Hacker News new | past | comments | ask | show | jobs | submit login

I work on the team that built this and many of our other ranking tech. I can answer any questions people have.

Also shameless plug: using this tech we released some artificial search sessions as an exploratory dataset. https://github.com/dfcf93/MSMARCO/tree/master/Conversational...

Can you explain how this is different from a regular word2vec NLP algorithm?

Honestly its not. There is a paper in SIGIR 2019 about how it was trained and works called 'Generic Intent Representation in Web Search'. The jist of it is if a document has a sat click from multiple queiries make those vectors closer together. Do this over a few billion urls and documents and you can make a vector represenation for any query.

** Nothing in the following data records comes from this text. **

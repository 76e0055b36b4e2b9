//! Integration tests for `cargo impact affected`

use crate::helpers::{TestWorkspace, run_cargo_impact, stdout_json, stdout_lines};
use anyhow::Result;

/// lib-b depends on lib-a, lib-c stands alone
fn three_crates() -> Result<TestWorkspace> {
  let ws = TestWorkspace::new()?;
  ws.add_crate("lib-a", &[])?;
  ws.add_crate("lib-b", &["lib-a"])?;
  ws.add_crate("lib-c", &[])?;
  ws.commit("Add crates")?;
  ws.baseline()?;
  Ok(ws)
}

#[test]
fn test_affected_propagates_to_dependents() -> Result<()> {
  let ws = three_crates()?;

  ws.modify_file("lib-a", "src/lib.rs", "pub fn hello() -> &'static str { \"Modified\" }\n")?;
  ws.commit("Modify lib-a")?;

  let output = run_cargo_impact(&ws.path, &["impact", "affected", "--format", "names-only"])?;
  assert_eq!(stdout_lines(&output), vec!["lib-a", "lib-b"]);

  Ok(())
}

#[test]
fn test_affected_leaf_change_stays_local() -> Result<()> {
  let ws = three_crates()?;

  ws.modify_file("lib-b", "README.md", "# lib-b\n\nUpdated.\n")?;
  ws.commit("Touch lib-b docs")?;

  let output = run_cargo_impact(&ws.path, &["impact", "affected", "--format", "names"])?;
  assert_eq!(stdout_lines(&output), vec!["lib-b"]);

  Ok(())
}

#[test]
fn test_affected_no_changes() -> Result<()> {
  let ws = three_crates()?;

  let output = run_cargo_impact(&ws.path, &["impact", "affected"])?;
  let stdout = String::from_utf8_lossy(&output.stdout);

  assert!(stdout.contains("Changed files: 0"), "Should indicate no changes, got: {}", stdout);
  assert!(stdout.contains("Impacted (after policy): 0 crates"), "got: {}", stdout);

  Ok(())
}

#[test]
fn test_affected_json_output() -> Result<()> {
  let ws = three_crates()?;

  ws.modify_file("lib-a", "src/lib.rs", "pub fn hello() -> &'static str { \"Changed\" }\n")?;
  ws.commit("Change lib-a")?;

  let output = run_cargo_impact(&ws.path, &["impact", "affected", "--format", "json"])?;
  let json = stdout_json(&output)?;

  assert_eq!(json["selection"], "impacted");
  assert_eq!(json["changed_files"], serde_json::json!(["crates/lib-a/src/lib.rs"]));
  assert_eq!(json["impact"]["direct"], serde_json::json!(["lib-a"]));
  assert_eq!(json["impact"]["dependents"], serde_json::json!(["lib-b"]));
  assert_eq!(json["summary"]["impacted_count"], 2);

  Ok(())
}

#[test]
fn test_affected_includes_uncommitted_and_untracked() -> Result<()> {
  let ws = three_crates()?;

  // Unstaged edit in lib-c, untracked file in lib-b
  ws.modify_file("lib-c", "src/lib.rs", "pub fn hello() -> &'static str { \"Local\" }\n")?;
  ws.modify_file("lib-b", "src/extra.rs", "pub fn extra() {}\n")?;

  let output = run_cargo_impact(&ws.path, &["impact", "affected", "--format", "names-only"])?;
  assert_eq!(stdout_lines(&output), vec!["lib-b", "lib-c"]);

  Ok(())
}

#[test]
fn test_affected_local_changes_can_be_ignored() -> Result<()> {
  let ws = three_crates()?;

  ws.modify_file("lib-c", "src/lib.rs", "pub fn hello() -> &'static str { \"Local\" }\n")?;
  ws.modify_file("lib-b", "src/extra.rs", "pub fn extra() {}\n")?;

  let output = run_cargo_impact(
    &ws.path,
    &[
      "impact",
      "-D",
      "impact.uncommitted=false",
      "-D",
      "impact.untracked=false",
      "affected",
      "--format",
      "names-only",
    ],
  )?;
  assert!(stdout_lines(&output).is_empty());

  Ok(())
}

#[test]
fn test_affected_exclude_path_regex() -> Result<()> {
  let ws = three_crates()?;

  ws.modify_file("lib-a", "README.md", "# lib-a\n\nDocs only.\n")?;
  ws.commit("Docs")?;

  let output = run_cargo_impact(
    &ws.path,
    &[
      "impact",
      "-D",
      r"impact.exclude_path_regex=\.md$",
      "affected",
      "--format",
      "names-only",
    ],
  )?;
  assert!(stdout_lines(&output).is_empty());

  Ok(())
}

#[test]
fn test_affected_disable_branch_comparison() -> Result<()> {
  let ws = three_crates()?;

  ws.modify_file("lib-a", "src/lib.rs", "pub fn hello() -> &'static str { \"Committed\" }\n")?;
  ws.commit("Committed change")?;
  ws.modify_file("lib-c", "src/lib.rs", "pub fn hello() -> &'static str { \"Local\" }\n")?;

  let output = run_cargo_impact(
    &ws.path,
    &[
      "impact",
      "-D",
      "impact.disable_branch_comparison",
      "affected",
      "--format",
      "names-only",
    ],
  )?;
  assert_eq!(stdout_lines(&output), vec!["lib-c"]);

  Ok(())
}

#[test]
fn test_affected_custom_reference_branch() -> Result<()> {
  let ws = three_crates()?;

  ws.modify_file("lib-c", "src/lib.rs", "pub fn hello() -> &'static str { \"First\" }\n")?;
  ws.commit("Change lib-c")?;
  crate::helpers::git(&ws.path, &["branch", "release"])?;

  ws.modify_file("lib-a", "src/lib.rs", "pub fn hello() -> &'static str { \"Second\" }\n")?;
  ws.commit("Change lib-a")?;

  let output = run_cargo_impact(
    &ws.path,
    &[
      "impact",
      "-D",
      "impact.reference_branch=release",
      "affected",
      "--format",
      "names-only",
    ],
  )?;
  assert_eq!(stdout_lines(&output), vec!["lib-a", "lib-b"]);

  Ok(())
}

#[test]
fn test_affected_build_downstream_off() -> Result<()> {
  let ws = three_crates()?;

  ws.modify_file("lib-a", "src/lib.rs", "pub fn hello() -> &'static str { \"Modified\" }\n")?;
  ws.commit("Modify lib-a")?;

  let output = run_cargo_impact(
    &ws.path,
    &[
      "impact",
      "-D",
      "impact.build_downstream=false",
      "affected",
      "--format",
      "names-only",
    ],
  )?;
  assert_eq!(stdout_lines(&output), vec!["lib-a"]);

  Ok(())
}
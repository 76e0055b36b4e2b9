//! `cargo impact config` - Print the effective configuration

use crate::core::context::WorkspaceContext;
use crate::core::error::ImpactResult;

/// Run the config command
pub fn run_config(ctx: &WorkspaceContext) -> ImpactResult<()> {
  let config = &ctx.config;

  match &config.source {
    Some(path) => println!("# source: {}", path.display()),
    None => println!("# source: defaults (no impact.toml found)"),
  }

  for (name, value) in config.properties.effective() {
    println!("{} = {}", name, value);
  }

  Ok(())
}
//! Core engine for cargo-impact
//!
//! - **config**: impact.toml parsing, `-D` overrides and validation
//! - **context**: Unified workspace context shared by all commands
//! - **error**: Error types with exit codes and contextual help messages
//! - **vcs**: Git operations (SystemGit) and the change-set provider

pub mod config;
pub mod context;
pub mod error;
pub mod vcs;
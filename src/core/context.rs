//! Unified workspace context - build once, pass everywhere
//!
//! ```text
//! main.rs:
//!   WorkspaceContext::build() -> &WorkspaceContext
//!   |
//!   v
//! commands/affected.rs, plan.rs, run.rs:
//!   fn run_*(ctx: &WorkspaceContext, ...)
//! ```
//!
//! Configuration is validated before the workspace is inspected, so a bad
//! property fails without running `cargo metadata` or `git`.

use crate::cargo::{CargoWorkspace, find_workspace_root};
use crate::core::config::ImpactConfig;
use crate::core::error::ImpactResult;
use crate::graph::{ProjectGraph, ProjectGraphProvider};
use crate::utils::canonical_or_normalized;
use std::path::{Path, PathBuf};
use std::sync::Arc;
use tracing::debug;

/// Shared workspace-level data for one invocation.
#[derive(Clone)]
pub struct WorkspaceContext {
  /// Workspace root directory (absolute path)
  pub root: PathBuf,

  /// Project graph (built from cargo metadata)
  pub graph: Arc<ProjectGraph>,

  /// Layered impact configuration (impact.toml + `-D` overrides)
  pub config: Arc<ImpactConfig>,
}

impl WorkspaceContext {
  /// Locate the workspace containing `start`, load its configuration, then its graph.
  pub fn build(start: &Path, overrides: &[String]) -> ImpactResult<Self> {
    let workspace_root = find_workspace_root(start)?;
    debug!(root = %workspace_root.display(), "workspace root");

    let config = ImpactConfig::load(&workspace_root, overrides)?;
    match &config.source {
      Some(path) => debug!(config = %path.display(), "loaded configuration"),
      None => debug!("no impact.toml found, using defaults"),
    }

    let workspace = CargoWorkspace::load(&workspace_root)?;
    let graph = workspace.project_graph()?;
    debug!(modules = graph.len(), "project graph ready");

    Ok(Self {
      root: canonical_or_normalized(workspace.workspace_root()),
      graph: Arc::new(graph),
      config: Arc::new(config),
    })
  }

  pub fn workspace_root(&self) -> &Path {
    &self.root
  }
}
//! Integration tests driving the cargo-impact binary against temporary git workspaces

mod helpers;
mod test_affected;
mod test_plan;
mod test_run;
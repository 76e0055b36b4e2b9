//! CLI commands for cargo-impact
//!
//! - **affected**: Find crates affected by changes
//! - **plan**: Impacted vs. skipped crates, with skipped crates' override arguments
//! - **run**: Run a cargo subcommand for impacted crates only
//! - **config**: Print the effective configuration
//!
//! All commands accept `&WorkspaceContext` to avoid redundant workspace loads.

pub mod affected;
pub mod config;
pub mod plan;
pub mod run;

pub use affected::run_affected;
pub use config::run_config;
pub use plan::run_plan;
pub use run::run_cargo;

use crate::core::error::{ImpactError, ImpactResult};

/// Output format for report commands
#[derive(Debug, Clone, Copy, PartialEq, Eq)]
enum OutputFormat {
  Text,
  Json,
  NamesOnly,
}

impl OutputFormat {
  fn from_str(s: &str) -> ImpactResult<Self> {
    match s.to_lowercase().as_str() {
      "text" => Ok(Self::Text),
      "json" => Ok(Self::Json),
      "names" | "names-only" => Ok(Self::NamesOnly),
      _ => Err(ImpactError::message(format!(
        "Unknown format '{}'. Valid formats: text, json, names-only",
        s
      ))),
    }
  }
}
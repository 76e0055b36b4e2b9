pub mod change_set;
pub mod system_git;

use crate::core::error::ImpactResult;
use std::collections::BTreeSet;
use std::path::PathBuf;

pub use change_set::GitChangeSet;
pub use system_git::SystemGit;

/// Source of changed files (the version-control system).
///
/// Paths are absolute, normalized and deduplicated; each names a file.
pub trait ChangeSetProvider {
  fn changed_paths(&self) -> ImpactResult<BTreeSet<PathBuf>>;
}
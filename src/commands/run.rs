//! `cargo impact run` - Run a cargo subcommand for impacted crates
//!
//! Builds one invocation `cargo <subcommand> -p <crate>... <args>` covering every
//! impacted crate. Nothing impacted means nothing runs.

use super::plan::collect_plan;
use crate::core::context::WorkspaceContext;
use crate::core::error::{ImpactError, ImpactResult, ResultExt};
use crate::graph::ModuleId;
use std::collections::BTreeSet;
use std::process::Command;
use tracing::info;

/// Run the run command
pub fn run_cargo(ctx: &WorkspaceContext, subcommand: String, dry_run: bool, cargo_args: Vec<String>) -> ImpactResult<()> {
  let plan = collect_plan(ctx)?;

  if plan.is_empty() {
    println!("✅ No impacted crates, nothing to run");
    return Ok(());
  }

  let args = cargo_invocation(&subcommand, &plan.impacted, &cargo_args);

  if dry_run {
    println!("DRY RUN: Would execute:");
    println!("  cargo {}", args.join(" "));
    return Ok(());
  }

  info!(subcommand = %subcommand, crates = plan.impacted.len(), "running cargo for impacted crates");
  println!("Executing: cargo {}", args.join(" "));

  let status = Command::new("cargo")
    .current_dir(ctx.workspace_root())
    .args(&args)
    .status()
    .with_context(|| format!("Failed to execute cargo {}", subcommand))?;

  if !status.success() {
    return Err(ImpactError::message(format!(
      "cargo {} failed with exit code: {}",
      subcommand,
      status.code().unwrap_or(-1)
    )));
  }

  println!("✅ cargo {} completed for {} crates", subcommand, plan.impacted.len());
  Ok(())
}

/// Arguments after `cargo`: subcommand, one `-p` per crate, then passthrough args.
fn cargo_invocation(subcommand: &str, crates: &BTreeSet<ModuleId>, extra: &[String]) -> Vec<String> {
  let mut args = vec![subcommand.to_string()];
  for id in crates {
    args.push("-p".to_string());
    args.push(id.to_string());
  }
  args.extend(extra.iter().cloned());
  args
}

Thanks for the response! I'll definitely dig into it some more.

Awesome. Thanks for also releasing the data set.

Any IP encumbrances we should be aware of?

For the dataset The MS MARCO datasets are intended for non-commercial research purposes only to promote advancement in the field of artificial intelligence and related areas, and is made available free of charge without extending any license or other intellectual property rights. The dataset is provided “as is” without warranty and usage of the data has risks since we may not own the underlying rights in the documents. We are not be liable for any damages related to use of the dataset. Feedback is voluntarily given and can be used as we see fit. Upon violation of any of these terms, your rights to use the dataset will end automatically.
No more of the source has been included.